SAGA

[SAGA] Syamsudin, Pendongeng Konservasi: Binatang Juga Punya Hak Hidup

[SAGA] Syamsudin, Pendongeng Konservasi: Binatang Juga Punya Hak Hidup
Syamsudin, pendongeng konservasi alam tengah mentas di di Taman Lingkar Perpustakaan Universitas Indonesia, Depok. Foto: Gilang Ramadhan/KBR.

KBR, Jakarta - Suatu hari, seorang anak Rimba mencari ibunya yang ditangkap perusahaan kebun sawit. Pasalnya sang ibu dituduh merusak lahan mereka. Dan tanpa sengaja, di tengah perjalanan, bocah itu bertemu Orangutan yang hidup sebatang kara.

Pertemuan tersebut, berlanjut menjadi pertemanan. Keduanya, saling berbagi cerita tentang nasib masing-masing. Namun tiba-tiba, Orangutan itu menjerit. Usut punya usut, rupanya dia kelaparan –tiga hari tak makan.


Dalam obrolan keduanya, tahulah si anak Rimba kalau teman barunya itu kesal dengan manusia yang membabat rumahnya; hutan menjadi kebun sawit. Alhasil, ia kesusahan mencari makan.


Sementara si anak Rimba, murka atas apa yang menimpa ibunya. Sebab, kaumnya harus terusir dari hutan –yang juga menjadi tempat tinggalnya lantaran berubah jadi kebun sawit.


Cerita anak Rimba dan Orangutan ini dikisahkan Syamsudin di Taman Lingkar Perpustakaan Universitas Indonesia, Depok. Bermodalkan wayang berbahan kardus, ia lantang mengkampanyekan perlindungan hewan yang terancam punah –seperti Badak, Harimau, dan Orangutan.


Dan, demi tujuan itu, pria yang akrab disapa Pak Syam ini, kerap berpindah-pindah daerah dengan berjalan kaki atau menggowes sepeda tuanya. Ketika ditemui usai mentas, dia bercerita apa pentingnya menjaga alam.


“Nilai pentingnya binatang itu habitatnya di hutan dan tidak boleh diabaikan. Binatang juga mempunyai hak hidup, mereka tidak boleh dikerangkeng, di tempat yang tidak semestinya. Kalau hewan liar ya hidup dihabitatnya di hutan. Terus agar anak-anak tahu bahwa kita mempunyai banyak kekayaan mulai dari binatang sampai tumbuhan,” terang Syamsudin.

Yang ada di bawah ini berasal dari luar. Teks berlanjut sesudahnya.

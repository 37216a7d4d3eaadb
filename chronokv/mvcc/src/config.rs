use serde::{Deserialize, Serialize};

use crate::error::{ConfigError, MvccResult};

pub const DEFAULT_MAX_BATCH_COUNT: usize = 100_000;
pub const DEFAULT_MAX_BATCH_SIZE: usize = 64 << 20;
pub const DEFAULT_CONFLICT_MAP_SOFT_LIMIT: usize = 1 << 16;
pub const MAX_KEY_SIZE: usize = 65000;

/// Options fixed when the oracle is created.
#[derive(Debug, Clone, PartialEq, Eq, Serialize, Deserialize)]
#[serde(default)]
pub struct OracleConfig {
    /// Transaction read and commit timestamps are supplied by the caller.
    /// Only useful for systems that own a global timestamp order themselves.
    pub managed_txns: bool,

    /// Check committing transactions for conflicts. Transactions can be processed at a
    /// higher rate when this is disabled.
    pub detect_conflicts: bool,

    /// Maximum number of entries in one transaction batch.
    pub max_batch_count: usize,

    /// Maximum size in bytes of one transaction batch.
    pub max_batch_size: usize,

    /// Number of conflict-map entries above which old entries are evicted even while
    /// transactions are running (0 disables partial eviction).
    pub conflict_map_soft_limit: usize,
}

impl Default for OracleConfig {
    fn default() -> Self {
        Self {
            managed_txns: false,
            detect_conflicts: true,
            max_batch_count: DEFAULT_MAX_BATCH_COUNT,
            max_batch_size: DEFAULT_MAX_BATCH_SIZE,
            conflict_map_soft_limit: DEFAULT_CONFLICT_MAP_SOFT_LIMIT,
        }
    }
}

impl OracleConfig {
    pub fn managed() -> Self {
        Self::default().managed_txns(true)
    }

    pub fn from_json(json: &str) -> MvccResult<Self> {
        let config: Self = serde_json::from_str(json).map_err(ConfigError::Parse)?;
        config.validate()?;
        Ok(config)
    }

    pub fn managed_txns(mut self, managed_txns: bool) -> Self {
        self.managed_txns = managed_txns;
        self
    }

    pub fn detect_conflicts(mut self, detect_conflicts: bool) -> Self {
        self.detect_conflicts = detect_conflicts;
        self
    }

    pub fn max_batch_count(mut self, max_batch_count: usize) -> Self {
        self.max_batch_count = max_batch_count;
        self
    }

    pub fn max_batch_size(mut self, max_batch_size: usize) -> Self {
        self.max_batch_size = max_batch_size;
        self
    }

    pub fn conflict_map_soft_limit(mut self, limit: usize) -> Self {
        self.conflict_map_soft_limit = limit;
        self
    }

    pub fn validate(&self) -> MvccResult<()> {
        if self.max_batch_count == 0 {
            return Err(ConfigError::InvalidOption {
                name: "max_batch_count",
                reason: "must be greater than zero".to_string(),
            }
            .into());
        }
        if self.max_batch_size <= MAX_KEY_SIZE {
            return Err(ConfigError::InvalidOption {
                name: "max_batch_size",
                reason: format!("must be larger than the maximum key size {MAX_KEY_SIZE}"),
            }
            .into());
        }
        Ok(())
    }
}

Pak Syam, sudah mulai mendongeng fabel sejak April tahun lalu. Sejumlah daerah di tiga pulau besar; Jawa, Sumatera, dan Kalimantan, sudah ia jajaki.


Di sana, ia mengemas dongeng sesuai kearifan lokal masing-masing daerah. Namun pesan yang disampaikan tetap sama.


“Awalnya saya bikin wayang ikan itu untuk bagaimana merangsang anak membuat imajinasi. Merangsang mereka mengembangkan diri. Karena sekolah kita saya prihatinnya jarang ada kegiatan yang kemudian membiarkan anak untuk berekspresi.”


Sial, karena tak semua orang yang mendengar dongengnya sadar dan mau peduli. Di sinilah, ia mencari celah bagaimana menyesuaikan cerita sesuai usia.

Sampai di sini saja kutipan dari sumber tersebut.